On nonsocial tests, such as memory, the dog and wolf babies performed similarly. Socially, the differences between the pup species were stark.
Dog puppies are more attracted to humans, read human gestures more skillfully, and make more eye contact with humans than wolf puppies.
A recent theory based on population genetics suggests that wolves were domesticated in Siberia over 23,000 years ago. Some theories place the dog-human relationship much earlier.
What we can say is that when humans crossed the Bering land bridge from Siberia into the Americas over 15,000 years ago, they brought dogs; in prehistoric Jordan, they hunted with dogs (based on indirect evidence of an explosion in dead hares – the thinking is, people had their dogs catch them); prehistoric people in Israel were buried with dogs, indicating a relationship of value, over 12,000 years ago. Prehistoric Saudis had dogs.
Dogs were the only animal known to have been domesticated in the Paleolithic, many thousands of years before people settled down and began to grow food, which is when the cat is thought to have first joined our households.
During this time, dogs seem to have developed “theory of mind” abilities: the mental skill to infer what we are thinking and feeling, in some situations. Our closest relative the chimp cannot do this, the researchers point out.

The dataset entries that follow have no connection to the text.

use core::iter::FusedIterator;
use core::slice;

use crate::ring::CircularBuffer;

/// Front-to-back iterator over references to the elements of a
/// `CircularBuffer`.
///
/// This iterator implements `Clone` and `DoubleEndedIterator`.
#[derive(Clone, Debug)]
pub struct Iter<'a, T> {
    front: slice::Iter<'a, T>,
    back: slice::Iter<'a, T>,
}

impl<'a, T> Iter<'a, T> {
    pub(crate) fn new(buffer: &'a CircularBuffer<T>) -> Self {
        let (front, back) = buffer.as_slices();
        Self {
            front: front.iter(),
            back: back.iter(),
        }
    }
}

impl<'a, T> Iterator for Iter<'a, T> {
    type Item = &'a T;

    fn next(&mut self) -> Option<Self::Item> {
        self.front.next().or_else(|| self.back.next())
    }

    fn size_hint(&self) -> (usize, Option<usize>) {
        let len = self.len();
        (len, Some(len))
    }
}

impl<T> DoubleEndedIterator for Iter<'_, T> {
    fn next_back(&mut self) -> Option<Self::Item> {
        self.back.next_back().or_else(|| self.front.next_back())
    }
}

impl<T> ExactSizeIterator for Iter<'_, T> {
    fn len(&self) -> usize {
        self.front.len() + self.back.len()
    }
}

impl<T> FusedIterator for Iter<'_, T> {}

/// Front-to-back iterator over mutable references to the elements of a
/// `CircularBuffer`.
#[derive(Debug)]
pub struct IterMut<'a, T> {
    front: slice::IterMut<'a, T>,
    back: slice::IterMut<'a, T>,
}

impl<'a, T> IterMut<'a, T> {
    pub(crate) fn new(buffer: &'a mut CircularBuffer<T>) -> Self {
        let (front, back) = buffer.as_mut_slices();
        Self {
            front: front.iter_mut(),
            back: back.iter_mut(),
        }
    }
}

impl<'a, T> Iterator for IterMut<'a, T> {
    type Item = &'a mut T;

    fn next(&mut self) -> Option<Self::Item> {
        match self.front.next() {
            Some(item) => Some(item),
            None => self.back.next(),
        }
    }

    fn size_hint(&self) -> (usize, Option<usize>) {
        let len = self.len();
        (len, Some(len))
    }
}

impl<T> DoubleEndedIterator for IterMut<'_, T> {
    fn next_back(&mut self) -> Option<Self::Item> {
        match self.back.next_back() {
            Some(item) => Some(item),
            None => self.front.next_back(),
        }
    }
}

impl<T> ExactSizeIterator for IterMut<'_, T> {
    fn len(&self) -> usize {
        self.front.len() + self.back.len()
    }
}

impl<T> FusedIterator for IterMut<'_, T> {}

/// Owning iterator that drains a `CircularBuffer` from the front.
pub struct IntoIter<T> {
    buffer: CircularBuffer<T>,
}

impl<T> Iterator for IntoIter<T> {
    type Item = T;

    fn next(&mut self) -> Option<Self::Item> {
        self.buffer.pop_front()
    }

    fn size_hint(&self) -> (usize, Option<usize>) {
        let len = self.buffer.len();
        (len, Some(len))
    }
}

impl<T> DoubleEndedIterator for IntoIter<T> {
    fn next_back(&mut self) -> Option<Self::Item> {
        self.buffer.pop_back()
    }
}

impl<T> ExactSizeIterator for IntoIter<T> {}

impl<T> FusedIterator for IntoIter<T> {}

impl<T> CircularBuffer<T> {
    #[must_use]
    pub fn iter(&self) -> Iter<'_, T> {
        Iter::new(self)
    }

    pub fn iter_mut(&mut self) -> IterMut<'_, T> {
        IterMut::new(self)
    }
}

impl<'a, T> IntoIterator for &'a CircularBuffer<T> {
    type Item = &'a T;
    type IntoIter = Iter<'a, T>;

    fn into_iter(self) -> Self::IntoIter {
        Iter::new(self)
    }
}

impl<'a, T> IntoIterator for &'a mut CircularBuffer<T> {
    type Item = &'a mut T;
    type IntoIter = IterMut<'a, T>;

    fn into_iter(self) -> Self::IntoIter {
        IterMut::new(self)
    }
}

impl<T> IntoIterator for CircularBuffer<T> {
    type Item = T;
    type IntoIter = IntoIter<T>;

    fn into_iter(self) -> Self::IntoIter {
        IntoIter { buffer: self }
    }
}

Nor, they show, can the wolf.
One test involved hiding a treat in one of two bowls, then giving the puppies a clue, by gazing at the appropriate bowl; or placing a small wooden block beside the appropriate bowl. “The results were striking,” the university reports. Seventeen out of 31 dog puppies consistently went to the right bowl. In contrast, none out of 26 human-reared wolf pups did better than a random guess. A lot of the dog puppies got it right at the first attempt, untrained: they just got it, they read the cues, the researchers say.
It isn’t about smarts. Dogs are not smarter than wolves, testing has shown. But dogs are a lot better at reading people. And they’re not as wary of us. The dog puppies were 30 times more likely than wolf puppies to approach a stranger, the team writes.
Dogs understand our gestures, without intensive training. Some do it better than others, but by and large this is why dogs are great service animals.
At least some dogs can follow the cue of pointing a finger: “Crucially, a recent study found that the ability to follow human pointing gestures is highly heritable, and over 40 percent of the variation in this skill is attributable to genetics,” the team writes. This speaks to the power of domestication in shaping the dog’s persona.
At the end of the day, dogs may have been domesticated into having an idea what we are feeling or wish, but having a predator in the house isn’t “safe.” Despite splitting from the wolf possibly as much as 40,000 years ago, any breed of dog can pose a danger. It has been claimed that female dogs especially empathize with the pain and stress of their owners, compared with males. But that may not help if you get stupid drunk and pass out after forgetting to feed the animal.